From the above, two things are made bare. Workplace defamation is entirely dependent on employment relationships and cannot be divorced from them. It was the response of common law defamation to employment relationships and its development was entirely tied to the workplace and employment relations. The second thing is that: the doctrines of qualified privilege and compelled self-publication are evident; which is what the more responsive climes have fully developed into the special class of workplace defamation . There are a lot of other innovations developed peculiarly for workplace defamation but the most significant is the doctrine of compelled self-publication. Having got to this juncture, I will now look at excerpts from the key decisions from the two schools of thought in Nigeria before rounding up on this aspect of the case. First, I take a look at some authorities from the restrictive school of thought. In Akpan v. Unical [supra], which was the first from the Court of Appeal in the restrictive school of thought:

“ The National Industrial Court is a Court of limited jurisdiction in terms of subject matter, as clearly spelt out in Section 254C of the 1999 Constitution, as amended, its jurisdiction is limited to matters closely related to labour and employment matters. The National Industrial Court cannot entertain any matter outside its constitutionally prescribed subject matter area. A claim cannot be considered ancillary to the main claim when it is completely removed from the subject matter of the main claim …A careful examination of the provisions of Section 254C of the 1999 Constitution, as amended will not reveal that its powers extend to entertaining a claim in tort, at all. A claim in tort cannot be considered as being ancillary to a claim for wrongful dismissal when brought before a Court which has its jurisdiction limited by statute…A claim for defamation stands on its own. The learned trial Judge therefore rightly declined jurisdiction over the Appellant’s claim for defamation.”

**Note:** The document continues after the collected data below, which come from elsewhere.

//! Dependency ordering for multi-unit translation.
//!
//! Units (top-level C definitions) form a directed graph where `A → B` means
//! "A references a symbol defined in B". Mutually recursive units are grouped
//! with Tarjan's SCC algorithm and translated together; the condensed DAG is
//! ordered so every SCC comes after the SCCs it depends on.
//!
//! ```text
//! A → B → C        order: [C] [B] [A]
//! A ⇄ B → C        order: [C] [A, B]
//! ```
//!
//! [`Schedule`] exposes the same partial order incrementally so independent
//! SCCs can be translated concurrently.

use std::collections::{BTreeSet, HashMap, HashSet};

use petgraph::algo::tarjan_scc;
use petgraph::graph::{DiGraph, NodeIndex};
use petgraph::visit::EdgeRef;
use serde::{Deserialize, Serialize};

/// Why one unit depends on another.
#[derive(Debug, Clone, Copy, PartialEq, Eq, Hash, Serialize, Deserialize)]
#[serde(rename_all = "snake_case")]
pub enum EdgeReason {
    Call,
    Type,
}

/// Index-based unit graph. Unit names are unique; insertion order is kept
/// and used for every tie-break so ordering is deterministic.
#[derive(Debug, Default, Clone)]
pub struct DependencyGraph {
    graph: DiGraph<String, EdgeReason>,
    index: HashMap<String, NodeIndex>,
}

/// A strongly connected component of the unit graph.
#[derive(Debug, Clone, PartialEq, Eq, Serialize, Deserialize)]
pub struct Scc {
    /// Position in [`DependencyOrder::sccs`].
    pub id: usize,
    /// Member unit names in insertion order.
    pub units: Vec<String>,
    /// Ids of SCCs this one depends on (all smaller than `id`).
    pub depends_on: Vec<usize>,
}

impl Scc {
    pub fn label(&self) -> String {
        self.units.join(", ")
    }

    pub fn is_cycle(&self) -> bool {
        self.units.len() > 1
    }
}

/// SCCs in dependency-first topological order.
#[derive(Debug, Clone, Default, Serialize, Deserialize)]
pub struct DependencyOrder {
    pub sccs: Vec<Scc>,
}

impl DependencyOrder {
    pub fn len(&self) -> usize {
        self.sccs.len()
    }

    pub fn is_empty(&self) -> bool {
        self.sccs.is_empty()
    }

    /// Unit names flattened in processing order.
    pub fn units(&self) -> Vec<&str> {
        self.sccs
            .iter()
            .flat_map(|s| s.units.iter().map(String::as_str))
            .collect()
    }

    /// SCC ids that (transitively) depend on `id`.
    pub fn dependents_of(&self, id: usize) -> BTreeSet<usize> {
        let mut out = BTreeSet::new();
        let mut frontier = vec![id];
        while let Some(current) = frontier.pop() {
            for scc in &self.sccs {
                if scc.depends_on.contains(&current) && out.insert(scc.id) {
                    frontier.push(scc.id);
                }
            }
        }
        out
    }
}

impl DependencyGraph {
    pub fn new() -> Self {
        Self::default()
    }

    /// Add a unit (no-op if already present).
    pub fn add_unit(&mut self, name: &str) -> NodeIndex {
        if let Some(&idx) = self.index.get(name) {
            return idx;
        }
        let idx = self.graph.add_node(name.to_string());
        self.index.insert(name.to_string(), idx);
        idx
    }

    /// Record that `from` references `to`. Both are added if missing.
    /// Self references and duplicate edges are ignored.
    pub fn add_dependency(&mut self, from: &str, to: &str, reason: EdgeReason) {
        if from == to {
            self.add_unit(from);
            return;
        }
        let a = self.add_unit(from);
        let b = self.add_unit(to);
        if self.graph.find_edge(a, b).is_none() {
            self.graph.add_edge(a, b, reason);
        }
    }

    pub fn contains(&self, name: &str) -> bool {
        self.index.contains_key(name)
    }

    pub fn unit_count(&self) -> usize {
        self.graph.node_count()
    }

    pub fn edge_count(&self) -> usize {
        self.graph.edge_count()
    }

    /// Direct dependencies of `name` with the edge reason, in insertion order.
    pub fn dependencies_of(&self, name: &str) -> Vec<(&str, EdgeReason)> {
        let Some(&idx) = self.index.get(name) else {
            return Vec::new();
        };
        let mut deps: Vec<(NodeIndex, EdgeReason)> = self
            .graph
            .edges(idx)
            .map(|e| (e.target(), *e.weight()))
            .collect();
        deps.sort_by_key(|(n, _)| n.index());
        deps.into_iter()
            .map(|(n, r)| (self.graph[n].as_str(), r))
            .collect()
    }

    /// Condense into SCCs and order them dependencies-first.
    pub fn order(&self) -> DependencyOrder {
        let components = tarjan_scc(&self.graph);

        // component index for every node; members sorted by insertion order
        let mut members: Vec<Vec<NodeIndex>> = components
            .into_iter()
            .map(|mut c| {
                c.sort_by_key(|n| n.index());
                c
            })
            .collect();
        members.sort_by_key(|c| c[0].index());

        let mut comp_of = vec![0usize; self.graph.node_count()];
        for (ci, comp) in members.iter().enumerate() {
            for n in comp {
                comp_of[n.index()] = ci;
            }
        }

        let mut deps: Vec<BTreeSet<usize>> = vec![BTreeSet::new(); members.len()];
        for edge in self.graph.edge_references() {
            let (from, to) = (comp_of[edge.source().index()], comp_of[edge.target().index()]);
            if from != to {
                deps[from].insert(to);
            }
        }

        // Kahn's algorithm; among ready components pick the earliest-inserted.
        let mut remaining: Vec<usize> = deps.iter().map(BTreeSet::len).collect();
        let mut dependents: Vec<Vec<usize>> = vec![Vec::new(); members.len()];
        for (ci, ds) in deps.iter().enumerate() {
            for &d in ds {
                dependents[d].push(ci);
            }
        }
        let mut ready: BTreeSet<usize> =
            (0..members.len()).filter(|&c| remaining[c] == 0).collect();
        let mut position = vec![usize::MAX; members.len()];
        let mut ordered = Vec::with_capacity(members.len());

        while let Some(ci) = ready.pop_first() {
            position[ci] = ordered.len();
            ordered.push(ci);
            for &dep in &dependents[ci] {
                remaining[dep] -= 1;
                if remaining[dep] == 0 {
                    ready.insert(dep);
                }
            }
        }

        let sccs = ordered
            .iter()
            .enumerate()
            .map(|(id, &ci)| Scc {
                id,
                units: members[ci].iter().map(|n| self.graph[*n].clone()).collect(),
                depends_on: deps[ci]
                    .iter()
                    .map(|d| position[*d])
                    .collect::<BTreeSet<_>>()
                    .into_iter()
                    .collect(),
            })
            .collect();

        DependencyOrder { sccs }
    }

    /// Breadth-first dependency closure of `name`, nearest first, excluding itself.
    pub fn dependency_closure(
        &self,
        name: &str,
        max_hops: usize,
        max_entries: usize,
    ) -> Vec<(String, EdgeReason, usize)> {
        let mut out = Vec::new();
        let mut seen: HashSet<&str> = HashSet::from([name]);
        let mut frontier: Vec<&str> = vec![name];
        for hop in 1..=max_hops {
            let mut next = Vec::new();
            for unit in frontier {
                for (dep, reason) in self.dependencies_of(unit) {
                    if seen.insert(dep) {
                        out.push((dep.to_string(), reason, hop));
                        if out.len() >= max_entries {
                            return out;
                        }
                        next.push(dep);
                    }
                }
            }
            if next.is_empty() {
                break;
            }
            frontier = next;
        }
        out
    }
}

#[derive(Debug, Clone, Copy, PartialEq, Eq, Serialize, Deserialize)]
#[serde(rename_all = "snake_case")]
pub enum SccStatus {
    Pending,
    Running,
    Done,
    Failed,
    /// A dependency failed.
    Blocked,
}

/// Incremental readiness tracker over a [`DependencyOrder`].
#[derive(Debug, Clone)]
pub struct Schedule {
    order: DependencyOrder,
    status: Vec<SccStatus>,
}

impl Schedule {
    pub fn new(order: DependencyOrder) -> Self {
        let status = vec![SccStatus::Pending; order.len()];
        Self { order, status }
    }

    pub fn order(&self) -> &DependencyOrder {
        &self.order
    }

    pub fn status(&self, id: usize) -> Option<SccStatus> {
        self.status.get(id).copied()
    }

    /// Pending SCCs whose dependencies are all done, in order.
    pub fn ready(&self) -> Vec<usize> {
        self.order
            .sccs
            .iter()
            .filter(|s| self.status[s.id] == SccStatus::Pending)
            .filter(|s| s.depends_on.iter().all(|d| self.status[*d] == SccStatus::Done))
            .map(|s| s.id)
            .collect()
    }

    pub fn start(&mut self, id: usize) {
        if let Some(s) = self.status.get_mut(id) {
            *s = SccStatus::Running;
        }
    }

    pub fn complete(&mut self, id: usize) {
        if let Some(s) = self.status.get_mut(id) {
            *s = SccStatus::Done;
        }
    }

    /// Mark `id` failed and every transitive dependent blocked. Returns the blocked ids.
    pub fn fail(&mut self, id: usize) -> Vec<usize> {
        if let Some(s) = self.status.get_mut(id) {
            *s = SccStatus::Failed;
        }
        let blocked: Vec<usize> = self.order.dependents_of(id).into_iter().collect();
        for &b in &blocked {
            if self.status[b] == SccStatus::Pending {
                self.status[b] = SccStatus::Blocked;
            }
        }
        blocked
    }

    /// Nothing pending or running.
    pub fn is_finished(&self) -> bool {
        self.status
            .iter()
            .all(|s| !matches!(s, SccStatus::Pending | SccStatus::Running))
    }

    pub fn with_status(&self, status: SccStatus) -> Vec<usize> {
        (0..self.status.len())
            .filter(|&i| self.status[i] == status)
            .collect()
    }
}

Note that, this Court of Appeal’s decision upheld the NIC’s declination of jurisdiction over workplace defamation. I will take one more example in the restrictive school of thought which is the latest directly on point. It is the case of Ecobank Nig. Ltd v. Idris [supra]:

“It is clear from the list of items specified at Section 254C(1) of the Constitution and indeed Section 254C(2) (3), over which the NIC had jurisdiction to entertain, cases or matters which border on defamation of character is not one of those items and it should not be so construed to confer jurisdiction on the National Industrial Court (NIC) merely because those defamatory remarks were made in the course of the Respondents [sic] employment with the 1 st Appellant and thus, the defamatory remarks and claims for damages thereto should not be entertained by the NIC…hence the National Industrial Court cannot assume jurisdiction under Section 254C(1)(a) over cases or matters founded on a claim for damages for defamation of character…”

It would be noticed that the first in the series of authorities in the restrictive school of thought, which is the anchor of all the subsequent authorities, and in the latest in line, their reasoning are the same. The second is an excerpt from the latest that is directly on point from the restrictive school of thought on the jurisdiction of NIC over workplace defamation. It would be found that the anchors of the two authorities are exactly the same. The indictment on the NIC’s jurisdiction is that, since the Constitution did not specifically use the jargon ‘ defamation’ or ‘ tort’ in S. 254C-(1)(a), the NIC had not jurisdiction over defamation, even though, it arises from work-context and as a result of employment relations, such defamation would yet be totally independent of the workplace and employment relations and, as such, could not still be said to be ancillary to employment relations and therefore, could not be entertained by the NIC because; the NIC’s jurisdiction is limited. Let me observe, with the greatest respect, in the meantime that there was nowhere in S. 254C that the Constitution expressly stated that the NIC’s jurisdiction was limited as deduced in the two authorities. Let us now look at excerpts from two of the leading Court of Appeal’s decisions from the opposing school: the expansive school of thought. I cite first MHWUN v. Ehigiegba [supra], which is the very first on this line:

“It is important to note that Section 254C(1)(a) of the Nigerian Constitution, 1999 confers an expansive jurisdiction on the Court to adjudicate on any matter arising from the workplace…The idea behind this provision is to remove any limitations or obstacles on the categories of claims or reliefs which the Court can entertain arising from workplace or employment issues. However, despite the seeming clarity in the extent of the jurisdiction…there are still a lot of uncertainties in respect of matters which are termed ancillary or connected to the subject matter over which the Court has exclusive jurisdiction. As a result of this position, even the Court…in a number of instances refused to entertain claims or reliefs outside of strict labour and employment even where such claims are closely linked with labour matters…It is now settled principle of interpretation of statutes that the law makers does not use any words in vain . The argument here is the repetitive use of the words; ‘connected with’, “related to”, “pertaining to”, “arising from”, “incidental thereto”, or “connected with” used in Section 254C(1)(a)…were not used in vain as the law makers must have meant their use to emphasize and reiterate the wide jurisdiction…over all issues arising from employment and labour disputes regardless of the nature of the claims or reliefs in the suit… The tort of defamation…is an actionable wrong which depends on a set of factual situations which gives [sic] rise to the claim of the claimant…Where the factual situation on which the claim is anchored is one that is based on an employment dispute or matters arising from the workplace, then such claims falls squarely within the ambit of Section 254C(1)(a) of the Constitution, regardless of reliefs claimed…If this is not a classic case of an alleged defamatory claim arising from a purely labour and employment relationship arising from the workplace and relating to or connected with any labour, employment dispute as envisaged by Section 254C(1)(a), this Court therefore wonders what else will be.”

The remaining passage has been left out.